Bel (030-3040031) of mail (info@blinireizen.nl) ons, of klik op de offerte-knop hieronder.
uitgebreide reisbeschrijving
Dag 1-2 Bakoe
Je vliegt naar Bakoe. Bij aankomst word je opgewacht en naar je hotel gebracht.
Wandel door de stad en je ziet alle fases uit een lange geschiedenis voorbijkomen. Bakoe was eeuwenlang een kleine en stoffige halteplaats op de handelsroutes die oost en west met elkaar verbonden. Het leven speelde zich af in de sfeervolle ommuurde binnenstad, die nu een plekje heeft gekregen op de Werelderfgoedlijst. Smalle steegjes voeren langs oude moskeeën en koopmanshuizen naar het paleismuseum van de Shirvansha’s, de lokale heersers. Het belangrijkste monument is de Maagdentoren, die al acht eeuwen lang hoog en massief aan de rand van de oude stad staat.
Het leven in Bakoe veranderde totaal met de Oil Boom aan het einde van de 19e eeuw. Mensen werden letterlijk miljonair door in hun tuintje een spade in de grond te steken. De stad ontwikkelde zich razendsnel. In 1910 werd meer dan de helft van de wereldolieproductie in en rond Bakoe gewonnen. Buitenlanders stroomden toe. Daaronder bijvoorbeeld ook de gebroeders Nobel, die hier het geld verdienden dat nu als Nobelprijs wordt uitgekeerd. Oliemiljonairs lieten prachtige huizen bouwen in de nieuwe wijken van de stad.
Bakoe profiteert nu van een nieuwe oliehausse. Met de onafhankelijkheid en de hoge olieprijzen stroomt het geld weer binnen. Overal wordt gebouwd, het ene gebouw nog hoger en protseriger dan het andere. Gelukkig wordt ook geld gestoken in de publieke ruimte. Vooral de lange boulevard is prachtig, overdag en ’s avonds een populaire plek voor zowel jong als oud.
Dag 3 Shamakhi, Lahij, Gabala
Op dag 3 begint je rondreis door Azerbeidzjan. Als je gekozen hebt voor een self-drive haal je de auto in de ochtend op in het centrum. Als je op weg gaat met een auto met chauffeur pikt deze je op bij het hotel.
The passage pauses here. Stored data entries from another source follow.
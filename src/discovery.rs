//! External document-finder collaborator.
//!
//! Discovery of canonical ToS/PP URLs from a homepage lives outside this
//! crate; the orchestrator consumes it through this trait with a bounded
//! timeout and treats every failure as non-fatal.

use std::time::Duration;

use futures::future::BoxFuture;
use log::{debug, warn};

use crate::types::DocumentType;

/// Finds the canonical legal-document URL for a site, best-effort.
pub trait DocumentFinder: Send + Sync {
    /// Returns the discovered canonical URL, or `None` when nothing better
    /// than the input is known.
    fn find_document_url<'a>(
        &'a self,
        url: &'a str,
        document_type: DocumentType,
    ) -> BoxFuture<'a, Option<String>>;
}

/// Run discovery under a timeout. Timeouts and empty answers both yield
/// `None`; extraction proceeds with the original URL.
pub(crate) async fn discover_with_timeout(
    finder: &dyn DocumentFinder,
    url: &str,
    document_type: DocumentType,
    timeout: Duration,
) -> Option<String> {
    match tokio::time::timeout(timeout, finder.find_document_url(url, document_type)).await {
        Ok(Some(discovered)) => {
            debug!("document finder resolved {url} -> {discovered}");
            Some(discovered)
        }
        Ok(None) => None,
        Err(_) => {
            warn!("document discovery timed out after {timeout:?} for {url}");
            None
        }
    }
}
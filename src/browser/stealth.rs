//! Automation-fingerprint masking.
//!
//! One script registered to run on every new document before page scripts
//! execute. Covers the properties naive bot detectors probe: webdriver
//! flag, languages, plugin enumeration, `window.chrome`, and WebGL vendor
//! strings.

use anyhow::Result;
use chromiumoxide::cdp::browser_protocol::page::AddScriptToEvaluateOnNewDocumentParams;
use chromiumoxide::Page;
use tracing::debug;

const STEALTH_SCRIPT: &str = r#"
Object.defineProperty(navigator, 'webdriver', {
    get: () => false
});

Object.defineProperty(navigator, 'languages', {
    get: () => ['en-US', 'en']
});

(() => {
    const mockPlugins = [
        { name: 'Chrome PDF Plugin', description: 'Portable Document Format', filename: 'internal-pdf-viewer' },
        { name: 'Chrome PDF Viewer', description: '', filename: 'mhjfbmdgcfjbbpaeojofohoefgiehjai' },
        { name: 'Native Client', description: '', filename: 'internal-nacl-plugin' }
    ];
    Object.defineProperty(navigator, 'plugins', {
        get: () => {
            const plugins = {};
            mockPlugins.forEach((plugin, i) => {
                plugins[i] = plugin;
                plugins[plugin.name] = plugin;
            });
            Object.defineProperty(plugins, 'length', { value: mockPlugins.length });
            return plugins;
        }
    });
})();

if (!window.chrome) {
    window.chrome = {};
}
if (!window.chrome.runtime) {
    window.chrome.runtime = {
        connect: () => ({
            onMessage: { addListener: () => {}, removeListener: () => {} },
            postMessage: () => {}
        })
    };
}

if (window.WebGLRenderingContext) {
    const getParameter = WebGLRenderingContext.prototype.getParameter;
    WebGLRenderingContext.prototype.getParameter = new Proxy(getParameter, {
        apply: function(target, ctx, args) {
            const param = (args && args[0]) || null;
            if (param === 37445) { return 'Intel Inc.'; }
            if (param === 37446) { return 'Intel Iris OpenGL Engine'; }
            return Reflect.apply(target, ctx, args);
        }
    });
}
"#;

/// Register the stealth script to run on every new document of this page.
pub async fn inject(page: &Page) -> Result<()> {
    page.execute(AddScriptToEvaluateOnNewDocumentParams::new(STEALTH_SCRIPT))
        .await?;
    debug!("stealth script registered");
    Ok(())
}
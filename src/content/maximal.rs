//! Maximal text extraction: strip only what is never content.
//!
//! The selector heuristics can lose arbitrary amounts of text on
//! unconventional markup, so a high-recall flattening method always exists
//! alongside them. Two variants: [`maximal_text`] strips only
//! script/style/noscript (the simple-fetch strategy's whole-page text),
//! while [`maximal_candidate`] also drops page chrome so it can compete
//! fairly against container-scoped methods in longest-wins ranking.

use scraper::Html;

use crate::content::bot_detect::visible_text;
use crate::content::selector::strip_non_content;
use crate::utils::text::{insert_sentence_breaks, normalize_whitespace};

/// Extract all visible text from the page verbatim.
#[must_use]
pub fn maximal_text(html: &str) -> String {
    let doc = Html::parse_document(html);
    let raw = visible_text(&doc);
    insert_sentence_breaks(&normalize_whitespace(&raw))
}

/// The competing-candidate variant: full-page flattening with the
/// non-content strip (nav/header/footer/banners) applied first. Without
/// the strip this method would always out-length the selector methods and
/// drag boilerplate into every result.
#[must_use]
pub fn maximal_candidate(html: &str) -> String {
    let mut doc = Html::parse_document(html);
    strip_non_content(&mut doc);
    let raw = visible_text(&doc);
    insert_sentence_breaks(&normalize_whitespace(&raw))
}
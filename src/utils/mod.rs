pub mod text;
pub mod url;

pub use url::{looks_like_legal_url, looks_like_pdf, normalize_url};
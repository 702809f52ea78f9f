// Command-line front end: extract one URL and print the result as JSON.
//
// Usage: policyscrape <url> [tos|pp]
// Failure to extract is a normal outcome and still exits 0 with a
// well-formed result; only usage errors exit non-zero.

use anyhow::Result;
use policyscrape::{DocumentType, ExtractionRequest, ExtractionService, ExtractorConfig};
use tracing_subscriber::EnvFilter;

#[tokio::main]
async fn main() -> Result<()> {
    tracing_subscriber::fmt()
        .with_env_filter(EnvFilter::from_default_env())
        .init();

    let mut args = std::env::args().skip(1);
    let Some(url) = args.next() else {
        eprintln!("usage: policyscrape <url> [tos|pp]");
        std::process::exit(2);
    };
    let document_type = match args.next().as_deref() {
        None => None,
        Some("tos") => Some(DocumentType::Tos),
        Some("pp") => Some(DocumentType::Pp),
        Some(other) => {
            eprintln!("unknown document type '{other}' (expected 'tos' or 'pp')");
            std::process::exit(2);
        }
    };

    let service = ExtractionService::new(ExtractorConfig::default())?;
    let result = service
        .extract(ExtractionRequest::new(url, document_type))
        .await;

    println!("{}", serde_json::to_string_pretty(&result)?);

    service.shutdown().await;
    Ok(())
}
Je rijdt naar het westen, over de centrale vlakte van Azerbeidzjan. De eerste stop is het mausoleum van Diri Baba in het dorpje Maraza. De tombe van de sjeik ligt in een mooie kloof en is een belangrijk pelgrimsoord. Een lange, steile trap leidt naar het heiligdom.
De provinciestad Shamakhi was lang een belangrijke handelsplaats op de Zijderoute en een buitenpost van het Perzische rijk. Op het eerste gezicht merk je hier niets van als je de straten van het stadje binnenrijdt. Een lange serie aardbevingen heeft vrijwel alle oude gebouwen vernietigd. Je stopt bij de Juma-moskee, de op-een-na oudste van de Kaukasus. De moskee werd gebouwd op een oude vuurtempel van de Perzische zoroasters.
De volgende halte is het traditionele bergdorp Lahij. Dit ligt op de plek waar al sinds de 5e eeuw voor Christus een nederzetting is. Het werd ooit gesticht door Perzen en het lokale dialect kent nog steeds woorden die uit het Farsi komen. Het dorp staat vooral bekend om de handwerkslieden die op eeuwenoude wijze koper bewerken. (NB: vóór mei en na september is het mogelijk dat de bergweg naar het dorp onbegaanbaar is)
Je overnacht in Gabala (of Qäbälä). Zoals met veel plaatsen in de Kaukasus gaat de geschiedenis van de oude stad duizenden jaren terug. Gabala is nu een rustige en prettige regionale hoofdstad met maar 12.000 inwoners.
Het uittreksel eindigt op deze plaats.